On February 16, 2011, Demink pleaded guilty pursuant to a Rule 11 Plea Agreement to Counts 2-3, 6-7, and 10-11 of the Indictment, which charged Aiding and Abetting the Sexual Exploitation of Children (Counts 2, 6 and 10) and online Coercion and Enticement (Counts 3, 7 and 11), for the sexual assaults of children committed by three of the mothers at Demink's direction. The remaining charges in the Indictment were dismissed.

On August 5, 2011, Demink was sentenced to concurrent sentences of 360 months on Counts 2, 6, and 10, and Life on Counts 3, 7, and 11. Demink did not appeal his conviction or sentence. (Pursuant to the terms of his plea agreement, Demink waived any right to a direct appeal.) On August 6, 2012, Demink filed the instant Motion to Vacate, Set Aside, or Correct Judgment, pursuant to 28 U.S.C. § 2255.

In his 2255 Motion, Demink asserts three claims for relief, all predicated upon allegations of ineffective assistance of counsel. First, Demink argues that his counsel was ineffective for failing to explain that Demink was charged in Counts 3, 7 and 11 "with actually speaking with the minors," to persuade, induce, entice or coerce them to engage in the prohibited conduct, "and not [merely] aiding and abetting that conduct." [2255 Motion, p. 5, Ground One]. Second, Petitioner claims that his counsel was ineffective "for failing to object to the application of the sentencing guidelines to Mr. Demink." [Motion, p. 6, Ground Two]. Specifically, Demink argues that his counts"should have been grouped by victims" and that "he should not have received the enhancements" for the use of a computer, for distribution, or for the ages of the victims. Id. For his third and final contention, Demink alleges that his counsel was ineffective for not explaining the law in relation to the plea i.e., he claims that his lawyer did not explain the Sentencing Guidelines or their application to him, nor did he explain the requirements of proof to sustain a conviction on Counts 3, 7 and 11. [Motion, p. 8, Ground Three].

III. DISCUSSION

A. PETITIONER HAS NOT DEMONSTRATED THAT HE WAS AFFORDED INEFFECTIVE ASSISTANCE OF COUNSEL

In all three grounds for relief claimed in his § 2255 motion, Petitioner Demink alleges that he was denied the effective assistance of counsel during the plea process. To establish that he was denied effective assistance of counsel under federal constitutional standards, Demink must satisfy a two-pronged test and overcome the strong presumption that counsel's conduct did not fall below the range of reasonable assistance.

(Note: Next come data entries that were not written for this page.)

//! Movie and still-image output.
//!
//! Sinks consume frames in ascending time order and are driven by the scene executor or by
//! [`encode`] for already-ordered frame sequences.

/// `ffmpeg`-based movie sink.
pub mod ffmpeg;
/// Output container/codec selection.
pub mod format;
/// Generic frame sink trait and built-in sinks.
pub mod sink;
/// Single-frame PNG export.
pub mod still;

use std::path::{Path, PathBuf};

use crate::foundation::core::Fps;
use crate::foundation::error::{TimelapseError, TimelapseResult};
use crate::pipeline::frame::Frame;

use self::ffmpeg::{FfmpegSink, FfmpegSinkOpts};
use self::format::OutputFormat;
use self::sink::{FrameSink, SinkConfig};

/// Encode an ordered frame sequence into a new movie at `output_path`.
///
/// Refuses to replace an existing file. Frames are streamed to the encoder as the iterator
/// yields them; an error item aborts the movie and removes the partial output.
pub fn encode<I>(
    frames: I,
    output_path: impl AsRef<Path>,
    format: OutputFormat,
    fps: Fps,
) -> TimelapseResult<PathBuf>
where
    I: IntoIterator<Item = TimelapseResult<Frame>>,
{
    let path = output_path.as_ref().to_path_buf();
    let opts = FfmpegSinkOpts::new(&path, format);
    opts.check_overwrite()?;
    let mut sink = FfmpegSink::new(opts);
    encode_into(frames, &mut sink, fps)?;
    Ok(path)
}

/// Drive `sink` from an ordered frame sequence; returns the number of frames written.
///
/// The sink is configured from the first frame's size. An empty sequence is rejected.
pub fn encode_into<I>(frames: I, sink: &mut dyn FrameSink, fps: Fps) -> TimelapseResult<usize>
where
    I: IntoIterator<Item = TimelapseResult<Frame>>,
{
    let mut frames = frames.into_iter();
    let first = match frames.next() {
        Some(first) => first?,
        None => return Err(TimelapseError::invalid_shape("no frames to encode")),
    };
    sink.begin(frame_config(&first, fps)?)?;

    match push_all(first, frames, sink) {
        Ok(written) => {
            sink.end()?;
            Ok(written)
        }
        Err(e) => {
            sink.abort();
            Err(e)
        }
    }
}

fn push_all(
    first: Frame,
    rest: impl Iterator<Item = TimelapseResult<Frame>>,
    sink: &mut dyn FrameSink,
) -> TimelapseResult<usize> {
    sink.push_frame(first.time, &first)?;
    let mut written = 1;
    for frame in rest {
        let frame = frame?;
        sink.push_frame(frame.time, &frame)?;
        written += 1;
    }
    Ok(written)
}

/// Sink configuration for frames shaped like `frame`.
pub fn frame_config(frame: &Frame, fps: Fps) -> TimelapseResult<SinkConfig> {
    let (h, w) = frame.pixels.dim();
    shape_config((h, w), fps)
}

pub(crate) fn shape_config((h, w): (usize, usize), fps: Fps) -> TimelapseResult<SinkConfig> {
    let too_big = || TimelapseError::invalid_shape(format!("{w}x{h} frames are too large"));
    Ok(SinkConfig {
        width: u32::try_from(w).map_err(|_| too_big())?,
        height: u32::try_from(h).map_err(|_| too_big())?,
        fps,
    })
}
//! Timelapse turns large multi-dimensional microscopy arrays into movies.
//!
//! For every selected scene the frames along the Time axis are computed independently
//! (depth projection, then percentile normalization), scheduled on a local thread pool or on
//! remote workers, re-ordered by time, and streamed into `ffmpeg`:
//!
//! - Open a source with [`open`] and describe the run with a [`RunConfig`]
//! - Create a [`MovieSession`] and [`MovieSession::run`] it
//! - Inspect the per-scene [`RunReport`]
#![forbid(unsafe_code)]

mod foundation;

/// Distributed frame execution over TCP.
pub mod cluster;
/// Movie and still-image output.
pub mod encode;
/// Per-scene frame computation and scheduling.
pub mod pipeline;
/// Chunked source access.
pub mod reader;
/// Run-level orchestration.
pub mod session;
/// Projection and normalization strategies.
pub mod stages;

pub use crate::foundation::core::{AxisTag, Fps, IndexRange, dims_string};
pub use crate::foundation::error::{ErrorKind, TimelapseError, TimelapseResult};

pub use crate::encode::encode;
pub use crate::encode::ffmpeg::{FfmpegSink, FfmpegSinkOpts, is_ffmpeg_on_path};
pub use crate::encode::format::OutputFormat;
pub use crate::encode::sink::{FrameSink, InMemorySink, SinkConfig};
pub use crate::encode::still::save_frame_png;
pub use crate::pipeline::executor::{
    ExecutionContext, FailurePolicy, SceneFailure, SceneOptions, SceneStats, SchedulerDescriptor,
    run_scene,
};
pub use crate::pipeline::frame::{Frame, FramePipeline, FrameStages};
pub use crate::reader::open;
pub use crate::reader::source::{
    AcquisitionMetadata, ChunkSource, Dims, InMemorySource, PlaneCoord,
};
pub use crate::reader::store::{PlaneStore, PlaneStoreWriter};
pub use crate::reader::view::ArrayView;
pub use crate::session::config::{ChannelSelection, PipelineConfig, RunConfig};
pub use crate::session::run::{
    FfmpegSinkFactory, MovieSession, RunReport, SceneOutcome, SceneResult, SinkFactory, run,
};
pub use crate::stages::StrategyConfig;
pub use crate::stages::normalization::Normalization;
pub use crate::stages::projection::Projection;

The United States Supreme Court set forth the two-pronged test for ineffective assistance of counsel in Strickland v. Washington, 466 U.S. 668, 689 (1984). First, a petitioner must show that his counsel's performance was deficient by showing that counsel made errors so serious that he was not functioning as the "counsel" guaranteed by the Sixth Amendment. Strickland, 466 U.S. at 687. To do so, a petitioner must identify acts that were "outside the wide range of professionally competent assistance."Id. at 690. The burden to "show that counsel's performance was deficient" always rests squarely on the defendant. Burt v. Titlow, ___ U.S. ___, 134 S. Ct. 10, 17 (2013).

Second, the petitioner must show that the attorney's deficient performance prejudiced his defense, which requires showing that counsel's errors were so serious as to deprive the defendant of a fair trial. Strickland, 466 U.S. at 690. In order to show prejudice, the petitioner must show that there is a reasonable probability that, absent his counsel's errors, the result of the proceeding would have been different, and the factfinder would have had a reasonable doubt respecting guilt. Id. at 695. A "reasonable probability" is a probability sufficient to undermine confidence in the outcome. Id. at 694. Counsel's errors must have been so great that they deprived the petitioner of a fair trial. Id. at 687.

The Strickland test not only applies to trials but also where the ineffective assistance of counsel claim involves a guilty plea. Hill v. Lockhart, 474 U.S. 52, 58, 106 S.Ct. 366 (1985). Where a guilty plea is involved, the movant must present proof that but for the counsel's acts or omissions and under all of the circumstances, he would not have pled guilty and would have insisted upon a trial. Id. at 59.

The two-pronged Strickland test, however, need not be satisfied in order of the prongs. If the petitioner "makes an insufficient showing" on one of the prongs, the Court need not consider both components of the inquiry. Strickland, 466 U.S. at 697. In cases where "it is easier to dispose of an ineffectiveness claim on the ground of lack of sufficient prejudice . . . that course should be followed." Id.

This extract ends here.